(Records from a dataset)

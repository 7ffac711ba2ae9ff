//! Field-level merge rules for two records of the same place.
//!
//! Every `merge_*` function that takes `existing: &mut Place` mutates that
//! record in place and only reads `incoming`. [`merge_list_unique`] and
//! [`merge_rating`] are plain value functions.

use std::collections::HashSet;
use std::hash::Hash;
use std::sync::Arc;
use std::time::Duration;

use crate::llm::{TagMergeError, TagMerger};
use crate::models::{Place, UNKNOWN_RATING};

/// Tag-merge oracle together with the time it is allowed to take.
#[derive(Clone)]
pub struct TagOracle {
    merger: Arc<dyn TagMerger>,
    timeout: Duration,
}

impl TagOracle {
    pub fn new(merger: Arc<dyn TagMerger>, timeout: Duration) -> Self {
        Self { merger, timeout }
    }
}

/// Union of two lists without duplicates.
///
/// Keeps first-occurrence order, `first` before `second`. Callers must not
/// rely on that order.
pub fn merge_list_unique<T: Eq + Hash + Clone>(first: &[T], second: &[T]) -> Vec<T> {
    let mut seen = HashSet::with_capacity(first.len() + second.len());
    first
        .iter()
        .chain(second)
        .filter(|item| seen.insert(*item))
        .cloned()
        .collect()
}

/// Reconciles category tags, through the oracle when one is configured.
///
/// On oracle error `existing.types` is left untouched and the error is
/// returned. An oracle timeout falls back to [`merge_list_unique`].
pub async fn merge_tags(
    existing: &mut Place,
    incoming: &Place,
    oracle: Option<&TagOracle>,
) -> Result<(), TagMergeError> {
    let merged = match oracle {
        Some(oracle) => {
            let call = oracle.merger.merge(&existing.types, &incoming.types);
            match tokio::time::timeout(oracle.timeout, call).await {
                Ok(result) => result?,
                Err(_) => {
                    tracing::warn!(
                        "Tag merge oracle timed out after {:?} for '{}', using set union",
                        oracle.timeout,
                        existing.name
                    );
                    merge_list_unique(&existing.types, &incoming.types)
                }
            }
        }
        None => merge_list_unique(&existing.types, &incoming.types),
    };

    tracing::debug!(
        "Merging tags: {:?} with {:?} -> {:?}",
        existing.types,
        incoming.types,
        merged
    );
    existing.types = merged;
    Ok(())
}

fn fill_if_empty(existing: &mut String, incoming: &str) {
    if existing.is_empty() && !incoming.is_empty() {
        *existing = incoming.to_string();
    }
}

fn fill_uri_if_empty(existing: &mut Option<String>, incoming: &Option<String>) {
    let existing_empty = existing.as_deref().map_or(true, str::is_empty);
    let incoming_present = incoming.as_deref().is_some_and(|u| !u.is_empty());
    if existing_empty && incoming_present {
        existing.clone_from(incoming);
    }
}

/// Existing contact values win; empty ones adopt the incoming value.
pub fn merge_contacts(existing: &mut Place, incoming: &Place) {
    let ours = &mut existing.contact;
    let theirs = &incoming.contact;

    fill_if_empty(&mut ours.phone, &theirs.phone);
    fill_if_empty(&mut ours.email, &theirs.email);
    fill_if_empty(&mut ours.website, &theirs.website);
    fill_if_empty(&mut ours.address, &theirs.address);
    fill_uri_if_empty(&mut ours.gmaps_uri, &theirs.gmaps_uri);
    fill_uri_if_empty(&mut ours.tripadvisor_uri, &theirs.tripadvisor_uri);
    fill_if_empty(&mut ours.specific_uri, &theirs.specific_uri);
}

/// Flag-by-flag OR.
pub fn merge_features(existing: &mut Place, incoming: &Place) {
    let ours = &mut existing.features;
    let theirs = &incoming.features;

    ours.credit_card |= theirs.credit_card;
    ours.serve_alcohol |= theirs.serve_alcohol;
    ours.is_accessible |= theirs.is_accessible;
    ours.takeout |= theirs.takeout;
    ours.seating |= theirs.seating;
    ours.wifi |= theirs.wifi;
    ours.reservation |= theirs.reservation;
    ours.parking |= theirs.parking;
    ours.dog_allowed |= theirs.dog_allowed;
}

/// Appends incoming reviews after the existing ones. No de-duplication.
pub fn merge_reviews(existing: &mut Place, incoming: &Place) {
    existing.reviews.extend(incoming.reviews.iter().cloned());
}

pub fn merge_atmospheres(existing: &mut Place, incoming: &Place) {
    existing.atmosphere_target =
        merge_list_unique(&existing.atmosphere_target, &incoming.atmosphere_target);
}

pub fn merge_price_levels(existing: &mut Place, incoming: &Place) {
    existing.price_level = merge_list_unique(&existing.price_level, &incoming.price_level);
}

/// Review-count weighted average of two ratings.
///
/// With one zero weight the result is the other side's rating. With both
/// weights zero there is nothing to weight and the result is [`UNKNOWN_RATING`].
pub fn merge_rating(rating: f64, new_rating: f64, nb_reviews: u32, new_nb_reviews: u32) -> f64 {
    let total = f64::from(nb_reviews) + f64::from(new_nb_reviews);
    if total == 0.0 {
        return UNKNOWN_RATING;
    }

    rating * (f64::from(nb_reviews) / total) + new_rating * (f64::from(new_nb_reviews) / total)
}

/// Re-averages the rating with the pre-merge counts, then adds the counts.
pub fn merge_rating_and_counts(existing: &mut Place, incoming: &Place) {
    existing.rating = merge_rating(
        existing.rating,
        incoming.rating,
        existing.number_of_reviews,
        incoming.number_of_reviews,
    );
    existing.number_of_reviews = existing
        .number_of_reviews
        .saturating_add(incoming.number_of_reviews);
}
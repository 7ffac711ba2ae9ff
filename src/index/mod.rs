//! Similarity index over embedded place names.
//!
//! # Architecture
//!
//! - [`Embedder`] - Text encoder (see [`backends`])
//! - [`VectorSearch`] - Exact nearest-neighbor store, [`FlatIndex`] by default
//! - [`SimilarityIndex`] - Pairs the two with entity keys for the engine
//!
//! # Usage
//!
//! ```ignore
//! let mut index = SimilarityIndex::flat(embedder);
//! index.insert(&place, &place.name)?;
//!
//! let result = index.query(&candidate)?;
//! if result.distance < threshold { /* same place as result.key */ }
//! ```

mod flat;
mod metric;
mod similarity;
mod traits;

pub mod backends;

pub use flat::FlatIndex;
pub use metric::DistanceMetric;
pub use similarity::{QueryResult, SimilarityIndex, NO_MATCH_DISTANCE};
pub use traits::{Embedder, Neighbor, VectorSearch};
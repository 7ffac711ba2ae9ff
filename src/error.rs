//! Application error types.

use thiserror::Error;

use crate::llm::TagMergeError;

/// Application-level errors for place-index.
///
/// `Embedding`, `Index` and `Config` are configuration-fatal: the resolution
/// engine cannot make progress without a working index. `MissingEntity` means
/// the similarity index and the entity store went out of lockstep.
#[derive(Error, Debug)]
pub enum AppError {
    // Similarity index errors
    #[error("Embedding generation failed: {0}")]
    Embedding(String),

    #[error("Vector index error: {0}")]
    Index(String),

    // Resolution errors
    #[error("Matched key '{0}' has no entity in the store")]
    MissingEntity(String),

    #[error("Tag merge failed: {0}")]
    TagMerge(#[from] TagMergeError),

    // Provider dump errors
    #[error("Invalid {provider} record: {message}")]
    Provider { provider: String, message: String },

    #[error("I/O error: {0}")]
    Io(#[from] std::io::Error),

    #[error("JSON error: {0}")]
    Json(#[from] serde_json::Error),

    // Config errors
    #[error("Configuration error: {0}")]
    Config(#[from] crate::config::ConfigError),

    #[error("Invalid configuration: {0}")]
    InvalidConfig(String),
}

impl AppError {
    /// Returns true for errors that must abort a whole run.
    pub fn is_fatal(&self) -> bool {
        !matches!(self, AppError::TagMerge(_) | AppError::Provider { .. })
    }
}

» Directions for this task
Your answer should be the exact lines above from the one with "pub mod backends;" through the one with "configuration-fatal: the resolution", both included, and nothing besides.

» Answer to this problem
pub mod backends;

pub use flat::FlatIndex;
pub use metric::DistanceMetric;
pub use similarity::{QueryResult, SimilarityIndex, NO_MATCH_DISTANCE};
pub use traits::{Embedder, Neighbor, VectorSearch};
repository 7ffac711ba2ae9ff
filename src/error.rs
//! Application error types.

use thiserror::Error;

use crate::llm::TagMergeError;

/// Application-level errors for place-index.
///
/// `Embedding`, `Index` and `Config` are configuration-fatal: the resolution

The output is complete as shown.